UNASSIGNED: This is a single-institution, retrospective study. Standardized patients learned a prespecified clinical case and, acting as the patient, interacted with medical students. Each student wrote a free-text history and physical note of their interaction. The students\' notes were scored independently by the standardized patients and ChatGPT using a prespecified scoring rubric that consisted of 85 case elements. The measure of accuracy was percent correct.
UNASSIGNED: The study population consisted of 168 first-year medical students. There was a total of 14,280 scores. The ChatGPT incorrect scoring rate was 1.0%, and the standardized patient incorrect scoring rate was 7.2%. The ChatGPT error rate was 86%, lower than the standardized patient error rate. The ChatGPT mean incorrect scoring rate of 12 (SD 11) was significantly lower than the standardized patient mean incorrect scoring rate of 85 (SD 74; P=.002).

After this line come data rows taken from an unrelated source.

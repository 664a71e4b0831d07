//! Word-bounded pagination of blog post HTML.
//!
//! `pagination::paginate` is the pure splitter; `session::PaginatorSession`
//! wraps it with the current page, navigation and reading-progress queries a
//! view needs.

pub mod config;
mod loading;
pub mod markup;
pub mod pagination;
pub mod progress;
pub mod session;

pub use loading::LoadingIndicator;

use anyhow::{Context, Result};
use std::fs;
use std::path::Path;
use ts_rs::TS;

/// Write TypeScript definitions for every type a front end receives.
///
/// Stale `.ts` files in `out_dir` are removed first.
pub fn export_ts_bindings(out_dir: &Path) -> Result<()> {
    fs::create_dir_all(out_dir)
        .with_context(|| format!("Failed to create {}", out_dir.display()))?;

    for entry in
        fs::read_dir(out_dir).with_context(|| format!("Failed to list {}", out_dir.display()))?
    {
        let path = entry.context("Failed to read entry")?.path();
        if path.extension().and_then(|ext| ext.to_str()) == Some("ts") {
            fs::remove_file(&path)
                .with_context(|| format!("Failed to remove {}", path.display()))?;
        }
    }

    session::PaginatorSnapshot::export_all_to(out_dir)
        .context("Failed to export PaginatorSnapshot")?;
    Ok(())
}

#[cfg(test)]
mod tests {
    use super::*;
    use std::time::{SystemTime, UNIX_EPOCH};

    #[test]
    fn export_replaces_stale_bindings() {
        let nonce = SystemTime::now()
            .duration_since(UNIX_EPOCH)
            .expect("system time should be after epoch")
            .as_nanos();
        let out_dir = std::env::temp_dir().join(format!("folio-bindings-{nonce}"));
        fs::create_dir_all(&out_dir).expect("temp dir should be creatable");
        fs::write(out_dir.join("Stale.ts"), "export type Stale = number;")
            .expect("stale file should be writable");

        export_ts_bindings(&out_dir).expect("bindings should export");

        assert!(!out_dir.join("Stale.ts").exists());
        let snapshot = fs::read_to_string(out_dir.join("PaginatorSnapshot.ts"))
            .expect("snapshot bindings should exist");
        assert!(snapshot.contains("current_page_content"));

        let _ = fs::remove_dir_all(&out_dir);
    }
}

UNASSIGNED: ChatGPT demonstrated a significantly lower error rate compared to standardized patients. This is the first study to assess the ability of a generative pretrained transformer (GPT) program to score medical students\' standardized patient-based free-text clinical notes. It is expected that, in the near future, large language models will provide real-time feedback to practicing physicians regarding their free-text notes. GPT artificial intelligence programs represent an important advance in medical education and medical practice.

摘要：

■教医学生获得所需的技能，解释,apply,沟通临床信息是医学教育不可或缺的一部分。此过程的一个关键方面涉及为学生提供有关其自由文本临床笔记质量的反馈。
■本研究的目标是评估大型语言模型ChatGPT3.5的能力，对医学生的自由文本历史和身体笔记进行评分。
■这是一个单一的机构，回顾性研究。标准化的患者学到了预先指定的临床病例，作为病人，与医学生互动。每个学生都写了自由文本历史和他们互动的物理笔记。学生的笔记由标准化患者和ChatGPT使用由85个案例元素组成的预先指定的评分规则进行独立评分。准确度的度量是正确的百分比。
■研究人群由168名一年级医学生组成。总共有14,280分。ChatGPT错误得分率为1.0%,标准化患者错误评分率为7.2%。ChatGPT错误率为86%,低于标准化患者错误率。ChatGPT平均不正确得分为12（SD11）显着低于标准化患者平均不正确得分为85（SD74；P=0.002）。
■与标准化患者相比，ChatGPT显示出较低的错误率。这是第一项评估生成预训练变压器（GPT）计划对医学生的标准化基于患者的免费文本临床笔记进行评分的能力的研究。预计,在不久的将来,大型语言模型将为执业医师提供有关其自由文本注释的实时反馈。GPT人工智能程序代表了医学教育和医学实践的重要进步。